Through a partnership with multinational distributor Decco, MOF Technologies has developed and launched the first MOF for use in a product called TruPick™. TruPick enables the long-term storage of hard fruits (e.g. apples). The MOF stores and then releases a gas, 1-MCP, which binds to the ethylene receptor (ethylene being the fruit ripening hormone). This process slows down the ripening process, and apples can be stored for 9 – 12 months at least.
TruPick is currently sold in the US, and Turkey, with product registrations on-going in nearly every other continent, including Europe, Australia, Africa and South America.
Paschal told me, “Critically this doesn’t entail coating the apples with anything. The fruit is held in an air-tight container, which is filled with the TruPick gas.”
In this way, apples can be stored to last until the next year’s harvest, a huge advantage in annual fruit picking.
Owing to its potential, MOF Technologies was the recipient of NISP’s £25k Award in 2012.
Can TruPick be used with all fruits?
“We may be able to expand TruPick’s capabilities to pineapples, pears, avocados and even certain types of tomato,” said Paschal.
What does it look like?
“You can’t see it, but it has a crystalline structure. It just looks like a white powder. MOFs can be built to be almost anything. A good analogy would be the kids’ toy Mechano, which you can build most shapes with.”
What other applications do you have in the pipeline?
Paschal said: “The range of uses is massive. MOFs can store natural gas for sustainable energy. MOFs can also filter out contaminated gases. They can directly capture CO2. They can work in air cleaning applications in industrial or domestic settings.”
He continued, “There’s a lot of work to be done, but across the world there are around 150 research labs dedicated to MOFs. Wherever you need to capture, store or filter a gas, you could potentially use MOFs.”

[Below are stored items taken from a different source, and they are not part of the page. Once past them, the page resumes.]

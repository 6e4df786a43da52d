//! Live value model
//!
//! The in-memory values application code binds to entity properties.
//!
//! - [`Object`] is a shared handle to a map of own fields plus an optional
//!   prototype object. Reads through [`Object::get`] fall back to the
//!   prototype chain; persistence only ever looks at own enumerable fields.
//! - [`Array`] is a shared handle to an ordered list.
//! - Scalars and typed leaves are plain values.
//! - [`NativeHandle`] wraps host values (callbacks, sockets, ...) that have
//!   no persistable form.
//!
//! Objects and arrays are reference types: cloning a [`Value`] clones the
//! handle, not the contents, so structures may share sub-objects or even
//! contain cycles. The extractor rejects cycles.
//!
//! A prototype is fixed when the object is created, so prototype chains
//! are always acyclic.

use std::any::Any;
use std::collections::BTreeMap;
use std::fmt;
use std::sync::Arc;

use chrono::{DateTime, NaiveDate, Utc};
use parking_lot::RwLock;
use uuid::Uuid;

use crate::leaf::TypedLeaf;

/// A value bound to an entity property
#[derive(Clone, Debug)]
pub enum Value {
    /// Null
    Null,
    /// Boolean
    Bool(bool),
    /// 64-bit signed integer
    Int(i64),
    /// 64-bit float
    Float(f64),
    /// UTF-8 string
    String(String),
    /// Non-JSON-native domain value
    Leaf(TypedLeaf),
    /// Shared list
    Array(Array),
    /// Shared object with optional prototype
    Object(Object),
    /// Host value with no persistable form
    Native(NativeHandle),
}

impl Value {
    /// Get the type name as a string
    pub fn type_name(&self) -> &'static str {
        match self {
            Value::Null => "null",
            Value::Bool(_) => "bool",
            Value::Int(_) => "int",
            Value::Float(_) => "float",
            Value::String(_) => "string",
            Value::Leaf(_) => "leaf",
            Value::Array(_) => "array",
            Value::Object(_) => "object",
            Value::Native(_) => "native",
        }
    }

    /// Check if this is null
    pub fn is_null(&self) -> bool {
        matches!(self, Value::Null)
    }

    /// Get as &str if this is a String value
    pub fn as_str(&self) -> Option<&str> {
        match self {
            Value::String(s) => Some(s),
            _ => None,
        }
    }

    /// Get as i64 if this is an Int value
    pub fn as_int(&self) -> Option<i64> {
        match self {
            Value::Int(i) => Some(*i),
            _ => None,
        }
    }

    /// Get the leaf if this is a Leaf value
    pub fn as_leaf(&self) -> Option<&TypedLeaf> {
        match self {
            Value::Leaf(leaf) => Some(leaf),
            _ => None,
        }
    }

    /// Get the datetime if this is a datetime leaf
    pub fn as_datetime(&self) -> Option<&DateTime<Utc>> {
        self.as_leaf().and_then(TypedLeaf::as_datetime)
    }

    /// Get the object handle if this is an Object value
    pub fn as_object(&self) -> Option<&Object> {
        match self {
            Value::Object(o) => Some(o),
            _ => None,
        }
    }

    /// Get the array handle if this is an Array value
    pub fn as_array(&self) -> Option<&Array> {
        match self {
            Value::Array(a) => Some(a),
            _ => None,
        }
    }
}

// ============================================================================
// Object
// ============================================================================

#[derive(Default)]
struct Slot {
    value: Option<Value>,
    enumerable: bool,
}

#[derive(Default)]
struct ObjectData {
    own: BTreeMap<String, Slot>,
    prototype: Option<Object>,
}

/// Shared object handle
///
/// ```
/// use strata_core::{Object, Value};
///
/// let defaults = Object::new();
/// defaults.set("mouse", "no-brand");
///
/// let devices = Object::with_prototype(&defaults);
/// devices.set("keyboard", "acme");
///
/// // reads see the prototype...
/// assert_eq!(devices.get("mouse").unwrap().as_str(), Some("no-brand"));
/// // ...own fields do not
/// assert_eq!(devices.own_keys(), vec!["keyboard".to_string()]);
/// ```
#[derive(Clone, Default)]
pub struct Object {
    inner: Arc<RwLock<ObjectData>>,
}

impl Object {
    /// Create an empty object with no prototype
    pub fn new() -> Self {
        Object::default()
    }

    /// Create an empty object whose reads fall back to `prototype`
    pub fn with_prototype(prototype: &Object) -> Self {
        Object {
            inner: Arc::new(RwLock::new(ObjectData {
                own: BTreeMap::new(),
                prototype: Some(prototype.clone()),
            })),
        }
    }

    /// Create an object from own enumerable entries
    pub fn from_entries<I, K, V>(entries: I) -> Self
    where
        I: IntoIterator<Item = (K, V)>,
        K: Into<String>,
        V: Into<Value>,
    {
        let object = Object::new();
        for (k, v) in entries {
            object.set(k, v);
        }
        object
    }

    /// The prototype object, if any
    pub fn prototype(&self) -> Option<Object> {
        self.inner.read().prototype.clone()
    }

    /// Set an own enumerable field
    pub fn set(&self, key: impl Into<String>, value: impl Into<Value>) {
        self.inner.write().own.insert(
            key.into(),
            Slot {
                value: Some(value.into()),
                enumerable: true,
            },
        );
    }

    /// Set an own field that is not enumerable (never persisted)
    pub fn define_hidden(&self, key: impl Into<String>, value: impl Into<Value>) {
        self.inner.write().own.insert(
            key.into(),
            Slot {
                value: Some(value.into()),
                enumerable: false,
            },
        );
    }

    /// Remove an own field, returning its value
    pub fn remove(&self, key: &str) -> Option<Value> {
        self.inner.write().own.remove(key).and_then(|slot| slot.value)
    }

    /// Read a field, falling back to the prototype chain
    pub fn get(&self, key: &str) -> Option<Value> {
        let mut current = self.clone();
        loop {
            let next = {
                let data = current.inner.read();
                if let Some(slot) = data.own.get(key) {
                    return slot.value.clone();
                }
                data.prototype.clone()
            };
            current = next?;
        }
    }

    /// Read an own field (enumerable or not), ignoring the prototype
    pub fn get_own(&self, key: &str) -> Option<Value> {
        self.inner.read().own.get(key).and_then(|slot| slot.value.clone())
    }

    /// True if `key` is an own field
    pub fn has_own(&self, key: &str) -> bool {
        self.inner.read().own.contains_key(key)
    }

    /// True if `key` resolves on this object or its prototype chain
    pub fn contains(&self, key: &str) -> bool {
        self.get(key).is_some()
    }

    /// Own enumerable keys, sorted
    pub fn own_keys(&self) -> Vec<String> {
        self.inner
            .read()
            .own
            .iter()
            .filter(|(_, slot)| slot.enumerable)
            .map(|(k, _)| k.clone())
            .collect()
    }

    /// Own enumerable entries, sorted by key
    ///
    /// Values are cloned handles; the lock is released before returning.
    pub fn own_entries(&self) -> Vec<(String, Value)> {
        self.inner
            .read()
            .own
            .iter()
            .filter(|(_, slot)| slot.enumerable)
            .filter_map(|(k, slot)| slot.value.clone().map(|v| (k.clone(), v)))
            .collect()
    }

    /// Number of own enumerable fields
    pub fn len(&self) -> usize {
        self.inner
            .read()
            .own
            .values()
            .filter(|slot| slot.enumerable)
            .count()
    }

    /// True if there are no own enumerable fields
    pub fn is_empty(&self) -> bool {
        self.len() == 0
    }

    /// True if both handles point at the same object
    pub fn ptr_eq(&self, other: &Object) -> bool {
        Arc::ptr_eq(&self.inner, &other.inner)
    }

    /// Stable address of the shared object, for identity tracking
    pub fn addr(&self) -> usize {
        Arc::as_ptr(&self.inner) as *const () as usize
    }
}

impl fmt::Debug for Object {
    // Shallow on purpose: objects may be cyclic.
    fn fmt(&self, f: &mut fmt::Formatter<'_>) -> fmt::Result {
        let data = self.inner.read();
        f.debug_struct("Object")
            .field("own_keys", &data.own.keys().collect::<Vec<_>>())
            .field("has_prototype", &data.prototype.is_some())
            .finish()
    }
}

// ============================================================================
// Array
// ============================================================================

/// Shared list handle
#[derive(Clone, Default)]
pub struct Array {
    inner: Arc<RwLock<Vec<Value>>>,
}

impl Array {
    /// Create an empty array
    pub fn new() -> Self {
        Array::default()
    }

    /// Create an array from values
    pub fn from_vec(items: Vec<Value>) -> Self {
        Array {
            inner: Arc::new(RwLock::new(items)),
        }
    }

    /// Append a value
    pub fn push(&self, value: impl Into<Value>) {
        self.inner.write().push(value.into());
    }

    /// Element at `index`
    pub fn get(&self, index: usize) -> Option<Value> {
        self.inner.read().get(index).cloned()
    }

    /// Replace the element at `index`; returns false when out of bounds
    pub fn set(&self, index: usize, value: impl Into<Value>) -> bool {
        match self.inner.write().get_mut(index) {
            Some(slot) => {
                *slot = value.into();
                true
            }
            None => false,
        }
    }

    /// Remove and return the last element
    pub fn pop(&self) -> Option<Value> {
        self.inner.write().pop()
    }

    /// Number of elements
    pub fn len(&self) -> usize {
        self.inner.read().len()
    }

    /// True if there are no elements
    pub fn is_empty(&self) -> bool {
        self.inner.read().is_empty()
    }

    /// Snapshot of the element handles
    pub fn to_vec(&self) -> Vec<Value> {
        self.inner.read().clone()
    }

    /// True if both handles point at the same array
    pub fn ptr_eq(&self, other: &Array) -> bool {
        Arc::ptr_eq(&self.inner, &other.inner)
    }

    /// Stable address of the shared array, for identity tracking
    pub fn addr(&self) -> usize {
        Arc::as_ptr(&self.inner) as *const () as usize
    }
}

impl fmt::Debug for Array {
    fn fmt(&self, f: &mut fmt::Formatter<'_>) -> fmt::Result {
        write!(f, "Array(len={})", self.len())
    }
}

// ============================================================================
// NativeHandle
// ============================================================================

/// Opaque host value
#[derive(Clone)]
pub struct NativeHandle {
    type_name: &'static str,
    inner: Arc<dyn Any + Send + Sync>,
}

impl NativeHandle {
    /// Wrap a host value
    pub fn new<T: Any + Send + Sync>(value: T) -> Self {
        NativeHandle {
            type_name: std::any::type_name::<T>(),
            inner: Arc::new(value),
        }
    }

    /// Rust type name of the wrapped value
    pub fn type_name(&self) -> &'static str {
        self.type_name
    }

    /// Borrow the wrapped value as `T`
    pub fn downcast_ref<T: Any>(&self) -> Option<&T> {
        self.inner.downcast_ref::<T>()
    }
}

impl fmt::Debug for NativeHandle {
    fn fmt(&self, f: &mut fmt::Formatter<'_>) -> fmt::Result {
        write!(f, "NativeHandle({})", self.type_name)
    }
}

// ============================================================================
// From implementations
// ============================================================================

impl From<&str> for Value {
    fn from(s: &str) -> Self {
        Value::String(s.to_string())
    }
}

impl From<String> for Value {
    fn from(s: String) -> Self {
        Value::String(s)
    }
}

impl From<i64> for Value {
    fn from(i: i64) -> Self {
        Value::Int(i)
    }
}

impl From<i32> for Value {
    fn from(i: i32) -> Self {
        Value::Int(i as i64)
    }
}

impl From<f64> for Value {
    fn from(f: f64) -> Self {
        Value::Float(f)
    }
}

impl From<bool> for Value {
    fn from(b: bool) -> Self {
        Value::Bool(b)
    }
}

impl From<TypedLeaf> for Value {
    fn from(leaf: TypedLeaf) -> Self {
        Value::Leaf(leaf)
    }
}

impl From<DateTime<Utc>> for Value {
    fn from(dt: DateTime<Utc>) -> Self {
        Value::Leaf(TypedLeaf::DateTime(dt))
    }
}

impl From<NaiveDate> for Value {
    fn from(d: NaiveDate) -> Self {
        Value::Leaf(TypedLeaf::Date(d))
    }
}

impl From<Uuid> for Value {
    fn from(u: Uuid) -> Self {
        Value::Leaf(TypedLeaf::Uuid(u))
    }
}

impl From<Object> for Value {
    fn from(o: Object) -> Self {
        Value::Object(o)
    }
}

impl From<Array> for Value {
    fn from(a: Array) -> Self {
        Value::Array(a)
    }
}

impl From<Vec<Value>> for Value {
    fn from(items: Vec<Value>) -> Self {
        Value::Array(Array::from_vec(items))
    }
}

impl From<NativeHandle> for Value {
    fn from(h: NativeHandle) -> Self {
        Value::Native(h)
    }
}

impl<T: Into<Value>> From<Option<T>> for Value {
    fn from(v: Option<T>) -> Self {
        match v {
            Some(v) => v.into(),
            None => Value::Null,
        }
    }
}

/// Builds fresh objects and arrays with no prototypes
impl From<serde_json::Value> for Value {
    fn from(v: serde_json::Value) -> Self {
        match v {
            serde_json::Value::Null => Value::Null,
            serde_json::Value::Bool(b) => Value::Bool(b),
            serde_json::Value::Number(n) => match n.as_i64() {
                Some(i) => Value::Int(i),
                None => Value::Float(n.as_f64().unwrap_or(f64::NAN)),
            },
            serde_json::Value::String(s) => Value::String(s),
            serde_json::Value::Array(arr) => {
                Value::Array(Array::from_vec(arr.into_iter().map(Value::from).collect()))
            }
            serde_json::Value::Object(obj) => Value::Object(Object::from_entries(
                obj.into_iter().map(|(k, v)| (k, Value::from(v))),
            )),
        }
    }
}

MOF Technologies recently raised £1.5 million from Excelsa Ventures and QUBIS. How big is your team currently?
“We have 11 staff members at present,” said Paschal. This includes inventor Professor Stuart James, who was instrumental in founding the company from Queen’s School of Chemistry and Chemical Engineering.
What’s the true potential? Can MOFs change the world?
“MOFs have the potential to completely change gas storage, and wide-ranging other uses. It’s the next generation of advanced materials to be utilised in multiple applications. There’s enormous potential in clean energy,” said Paschal.
How many products could you have on the market in five years time?
Paschal said, “I’m confident there could realistically be 10-20 products utilising MOFs within five years. Once companies start realising the potential for utilising MOFs, there could be an exponential expansion in the number of products commercialised.”